No Christian doubts that the contents of the law are good, the commandment holy, just and good. Further, when God acted, He more or less displayed His character, what He is; and, as a general principle, there must be goodness and loving-kindness, because these above all characterize Him. Even judgment will put an end to evil and be deliverance from evil, though in itself purely righteousness. The Cross gives the whole truth fully.
All this however is not the question; but what as such is law? It is requirement from man, not the revelation of God. In its dispensation, a God who had delivered may have uttered it; but it is requirement from man of what he ought to do, or prohibition of what he ought not to do. In the Decalogue (save one commandment, or at most two, 4 and 5) it is the latter; that is, it supposes and, in eight or nine tenths of it, speaks of sin.
Obligation does not rest on law, but on relationships: law maintains these; and so does Christ, but on a different principle God has formed men in certain relations to Himself and to one another. A good nature (and man was so formed) would naturally walk in them, because it was a conscious relationship by creation itself, and the communications connected with it. I add this because it is always true with God, another being was needed and existed.
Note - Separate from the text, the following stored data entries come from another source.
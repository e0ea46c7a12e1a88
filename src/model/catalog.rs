//! Option catalogs and search filtering.
//!
//! A catalog is the list of options for one classification category
//! (component, material, damage type or severity). Catalogs are built once
//! from configuration and handed to the panels that need them.

use std::collections::HashSet;
use std::fmt;

use serde::{Deserialize, Serialize};

use super::option::{CatalogOption, OptionKey};
use crate::error::CatalogError;

/// Label shown when an id cannot be resolved against its catalog.
pub const UNKNOWN_LABEL: &str = "Unknown";

/// The classification categories an annotation can carry.
#[derive(Debug, Clone, Copy, PartialEq, Eq, Hash, Serialize, Deserialize)]
#[serde(rename_all = "camelCase")]
pub enum CatalogKind {
    /// Vehicle component (hood, bumper, ...)
    Component,
    /// Surface material
    Material,
    /// Kind of damage
    DamageType,
    /// Severity score
    Severity,
}

impl CatalogKind {
    /// Get the display name for this catalog kind.
    pub fn name(&self) -> &'static str {
        match self {
            CatalogKind::Component => "Component",
            CatalogKind::Material => "Material",
            CatalogKind::DamageType => "Damage Type",
            CatalogKind::Severity => "Severity",
        }
    }

    /// Get all catalog kinds.
    pub fn all() -> &'static [CatalogKind] {
        &[
            CatalogKind::Component,
            CatalogKind::Material,
            CatalogKind::DamageType,
            CatalogKind::Severity,
        ]
    }
}

impl fmt::Display for CatalogKind {
    fn fmt(&self, f: &mut fmt::Formatter<'_>) -> fmt::Result {
        f.write_str(self.name())
    }
}

/// Return the options whose label contains `term`, ignoring case.
///
/// An empty term returns every option. Relative order is preserved.
pub fn filter_options<'a>(options: &'a [CatalogOption], term: &str) -> Vec<&'a CatalogOption> {
    if term.is_empty() {
        return options.iter().collect();
    }
    let needle = term.to_lowercase();
    options
        .iter()
        .filter(|option| option.label_matches(&needle))
        .collect()
}

/// A validated list of options for one category.
#[derive(Debug, Clone, PartialEq)]
pub struct Catalog {
    kind: CatalogKind,
    options: Vec<CatalogOption>,
}

impl Catalog {
    /// Build a catalog, rejecting duplicate ids and blank labels.
    pub fn new(kind: CatalogKind, options: Vec<CatalogOption>) -> Result<Self, CatalogError> {
        let mut seen = HashSet::with_capacity(options.len());
        for option in &options {
            if option.label.trim().is_empty() {
                return Err(CatalogError::EmptyLabel {
                    kind,
                    id: option.id.clone(),
                });
            }
            if !seen.insert(&option.id) {
                return Err(CatalogError::DuplicateId {
                    kind,
                    id: option.id.clone(),
                });
            }
        }
        Ok(Self { kind, options })
    }

    /// Create a catalog without any options.
    pub fn empty(kind: CatalogKind) -> Self {
        Self {
            kind,
            options: Vec::new(),
        }
    }

    pub fn kind(&self) -> CatalogKind {
        self.kind
    }

    pub fn options(&self) -> &[CatalogOption] {
        &self.options
    }

    pub fn len(&self) -> usize {
        self.options.len()
    }

    pub fn is_empty(&self) -> bool {
        self.options.is_empty()
    }

    /// Find an option by id.
    pub fn lookup(&self, id: &OptionKey) -> Option<&CatalogOption> {
        self.options.iter().find(|option| &option.id == id)
    }

    /// Find an option by its stored value.
    pub fn lookup_value(&self, value: &OptionKey) -> Option<&CatalogOption> {
        self.options.iter().find(|option| &option.value == value)
    }

    /// Check whether `id` belongs to this catalog.
    pub fn contains(&self, id: &OptionKey) -> bool {
        self.lookup(id).is_some()
    }

    /// Label for `id`, or [`UNKNOWN_LABEL`] on a lookup miss.
    pub fn label_or_unknown(&self, id: &OptionKey) -> &str {
        self.lookup(id)
            .map(|option| option.label.as_str())
            .unwrap_or(UNKNOWN_LABEL)
    }

    /// Options whose label contains `term` (case-insensitive).
    pub fn filter(&self, term: &str) -> Vec<&CatalogOption> {
        filter_options(&self.options, term)
    }
}

/// The full set of catalogs used by a classification session.
#[derive(Debug, Clone, PartialEq)]
pub struct Catalogs {
    pub component: Catalog,
    pub material: Catalog,
    pub damage_type: Catalog,
    pub severity: Catalog,
}

impl Catalogs {
    /// Get the catalog for a kind.
    pub fn get(&self, kind: CatalogKind) -> &Catalog {
        match kind {
            CatalogKind::Component => &self.component,
            CatalogKind::Material => &self.material,
            CatalogKind::DamageType => &self.damage_type,
            CatalogKind::Severity => &self.severity,
        }
    }

    /// Built-in catalogs for passenger vehicle inspections.
    pub fn vehicle_defaults() -> Self {
        Self {
            component: Catalog {
                kind: CatalogKind::Component,
                options: default_component_options(),
            },
            material: Catalog {
                kind: CatalogKind::Material,
                options: default_material_options(),
            },
            damage_type: Catalog {
                kind: CatalogKind::DamageType,
                options: default_damage_type_options(),
            },
            severity: Catalog {
                kind: CatalogKind::Severity,
                options: default_severity_options(),
            },
        }
    }
}

impl Default for Catalogs {
    fn default() -> Self {
        Self::vehicle_defaults()
    }
}

/// Default vehicle components.
pub fn default_component_options() -> Vec<CatalogOption> {
    [
        "Front Bumper",
        "Rear Bumper",
        "Hood",
        "Roof",
        "Trunk Lid",
        "Windshield",
        "Rear Window",
        "Left Front Door",
        "Right Front Door",
        "Left Rear Door",
        "Right Rear Door",
        "Left Front Fender",
        "Right Front Fender",
        "Left Rear Quarter Panel",
        "Right Rear Quarter Panel",
        "Left Mirror",
        "Right Mirror",
        "Headlamp",
        "Tail Lamp",
        "Grille",
        "Wheel",
    ]
    .iter()
    .zip(1u32..)
    .map(|(label, id)| CatalogOption::numbered(id, label))
    .collect()
}

/// Default surface materials.
pub fn default_material_options() -> Vec<CatalogOption> {
    ["PAINT", "STEEL", "ALUMINIUM", "PLASTIC", "GLASS", "CHROME", "RUBBER"]
        .iter()
        .zip(1u32..)
        .map(|(label, id)| CatalogOption::numbered(id, label))
        .collect()
}

/// Default damage types.
pub fn default_damage_type_options() -> Vec<CatalogOption> {
    [
        "Scratch",
        "Dent",
        "Crack",
        "Chip",
        "Scuff",
        "Rust",
        "Broken",
        "Missing",
        "Misaligned",
    ]
    .iter()
    .zip(1u32..)
    .map(|(label, id)| CatalogOption::numbered(id, label))
    .collect()
}

/// Default severity scale. The value is the score stored on annotations.
pub fn default_severity_options() -> Vec<CatalogOption> {
    ["Minor", "Moderate", "Major", "Severe"]
        .iter()
        .zip(1u32..)
        .map(|(label, id)| CatalogOption::numbered(id, label))
        .collect()
}
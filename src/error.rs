//! Error types for catalog, selection and marker operations.

use thiserror::Error;

use crate::model::{AnnotationId, CatalogKind, OptionKey};

/// Errors raised while building a catalog.
#[derive(Error, Debug, Clone, PartialEq)]
pub enum CatalogError {
    /// Two options share the same id
    #[error("Duplicate option id '{id}' in {kind} catalog")]
    DuplicateId {
        /// Catalog the duplicate was found in
        kind: CatalogKind,
        /// The repeated id
        id: OptionKey,
    },

    /// Option label is empty or whitespace
    #[error("Option '{id}' in {kind} catalog has an empty label")]
    EmptyLabel {
        /// Catalog the option belongs to
        kind: CatalogKind,
        /// Id of the offending option
        id: OptionKey,
    },
}

/// Errors raised by selection state and selector panels.
#[derive(Error, Debug, Clone, PartialEq)]
pub enum SelectionError {
    /// The id is not part of the catalog backing the selection
    #[error("Unknown {kind} option '{id}'")]
    UnknownOption {
        /// Catalog that was searched
        kind: CatalogKind,
        /// The id that was not found
        id: OptionKey,
    },

    /// A choice was made while the panel was closed
    #[error("{kind} panel is not open")]
    PanelClosed {
        /// Category of the closed panel
        kind: CatalogKind,
    },

    /// The category has no selector panel
    #[error("{kind} has no selector panel")]
    NotSelectable {
        /// The requested category
        kind: CatalogKind,
    },
}

/// Errors raised while placing or selecting markers.
#[derive(Error, Debug, Clone, PartialEq)]
pub enum MarkerError {
    /// Coordinate outside the 0-100 percent range or not finite
    #[error("Marker position ({x}, {y}) is outside the image")]
    OutOfBounds {
        /// Horizontal position in percent
        x: f32,
        /// Vertical position in percent
        y: f32,
    },

    /// No photo is active
    #[error("No active photo")]
    NoActivePhoto,

    /// The marker does not exist on the active photo
    #[error("Marker {0} not found on the active photo")]
    UnknownMarker(AnnotationId),

    /// Every annotation id up to `u32::MAX` is taken
    #[error("No annotation ids left")]
    IdSpaceExhausted,
}

/// Errors raised while loading photos from a provider.
#[derive(Error, Debug)]
pub enum JobError {
    /// JSON parsing or serialization error
    #[error("JSON error: {0}")]
    Json(#[from] serde_json::Error),

    /// Two photos share the same id
    #[error("Duplicate photo id {0}")]
    DuplicatePhoto(u32),

    /// The provider returned no photos
    #[error("Job '{0}' has no photos")]
    Empty(String),
}

/// Errors raised while setting up a workspace from its providers.
#[derive(Error, Debug)]
pub enum LoadError {
    /// The photo provider failed
    #[error("Failed to load job: {0}")]
    Job(#[from] JobError),

    /// The catalog provider returned an invalid catalog
    #[error("Failed to load catalogs: {0}")]
    Catalog(#[from] CatalogError),
}
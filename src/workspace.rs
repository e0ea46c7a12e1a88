//! Annotation workspace: the state behind the photo annotation screen.
//!
//! The workspace owns the job being annotated, which photo is shown, the
//! classification panels and marker selection. Operations that the
//! embedding application needs to persist are queued as
//! [`WorkspaceEvent`]s and collected with [`AnnotationWorkspace::drain_events`].

use std::fmt;

use crate::color_utils::severity_color;
use crate::config::{AnnotatorConfig, ConfigError};
use crate::error::{LoadError, MarkerError, SelectionError};
use crate::marker::{MarkerPosition, MarkerSelection, MarkerStyle};
use crate::model::{
    Annotation, AnnotationId, AnnotationStatus, Catalog, CatalogKind, CatalogOption, Catalogs,
    Job, OptionKey, Photo, PhotoCursor, PhotoId, UNKNOWN_LABEL,
};
use crate::panel::ClassificationPanel;
use crate::provider::{CatalogProvider, PhotoProvider};
use crate::selection::SelectionSet;
use crate::timestamp::now_iso8601;

/// Something the embedding application may want to persist.
#[derive(Debug, Clone, PartialEq)]
pub enum WorkspaceEvent {
    /// A selector panel was confirmed
    SelectionConfirmed {
        /// Category of the confirmed panel
        kind: CatalogKind,
        /// Snapshot of all confirmed selections
        selection: SelectionSet,
        /// Confirmed severity option, which lives outside the selection set
        severity: Option<CatalogOption>,
    },
    /// A marker was placed
    AnnotationCreated(Annotation),
}

/// Human-readable labels of an annotation's classification.
#[derive(Debug, Clone, PartialEq, Eq)]
pub struct AnnotationSummary {
    pub components: Vec<String>,
    pub materials: Vec<String>,
    pub damage_types: Vec<String>,
    pub severity: Option<String>,
    pub through_paint: bool,
}

impl fmt::Display for AnnotationSummary {
    fn fmt(&self, f: &mut fmt::Formatter<'_>) -> fmt::Result {
        let join = |labels: &[String]| {
            if labels.is_empty() {
                "-".to_string()
            } else {
                labels.join(", ")
            }
        };
        write!(
            f,
            "{} | {} | {} | {}",
            join(&self.components),
            join(&self.materials),
            join(&self.damage_types),
            self.severity.as_deref().unwrap_or("-")
        )?;
        if self.through_paint {
            f.write_str(" (through paint)")?;
        }
        Ok(())
    }
}
//! Color helpers for marker rendering.
//!
//! Colors are stored on annotations as `#RRGGBB` strings.

/// Marker colors for severity scores 1 (minor) to 4 (severe).
pub const SEVERITY_COLORS: [[u8; 3]; 4] = [
    [52, 199, 89],
    [255, 204, 0],
    [255, 149, 0],
    [255, 59, 48],
];

/// Parse a `#RRGGBB` (or `RRGGBB`) color.
pub fn parse_hex(color: &str) -> Option<[u8; 3]> {
    let hex = color.strip_prefix('#').unwrap_or(color);
    if hex.len() != 6 || !hex.is_ascii() {
        return None;
    }
    let channel = |i: usize| u8::from_str_radix(&hex[i..i + 2], 16).ok();
    Some([channel(0)?, channel(2)?, channel(4)?])
}

/// Format an RGB color as lowercase `#rrggbb`.
pub fn to_hex(rgb: [u8; 3]) -> String {
    format!("#{:02x}{:02x}{:02x}", rgb[0], rgb[1], rgb[2])
}

/// Color for a severity score, or None if the score is outside the scale.
pub fn severity_color(score: u32) -> Option<String> {
    let index = usize::try_from(score).ok()?.checked_sub(1)?;
    SEVERITY_COLORS.get(index).map(|rgb| to_hex(*rgb))
}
Law takes up these relationships, with some other things consequent as facts on the Fall. Hence the Decalogue is not arbitrary, but God's maintenance of the relationships in which He had placed man, in the circumstances in which he now found himself. It is a perfect rule for the child of Adam as he is, as a summary of moral duty including all, we must add, which the Lord cites.
But two things make the difference. First it is law, not grace. Secondly, grace (though sanctioning all that) changed the relationship. We are God's children in grace, not Adam's. Though in the relationship, the obligation remains. Hence duty and measure of duty flowing from, and existing in, the relationship, that rule and measure are different. Grace says not, “Man must love God” (right, perfectly right as this is as a matter of duty, though hopeless for man in form), but “God loves” and “we love” (not “must” love) “Him because He first loved us.” It is a new nature, and a new relationship. J.N.D.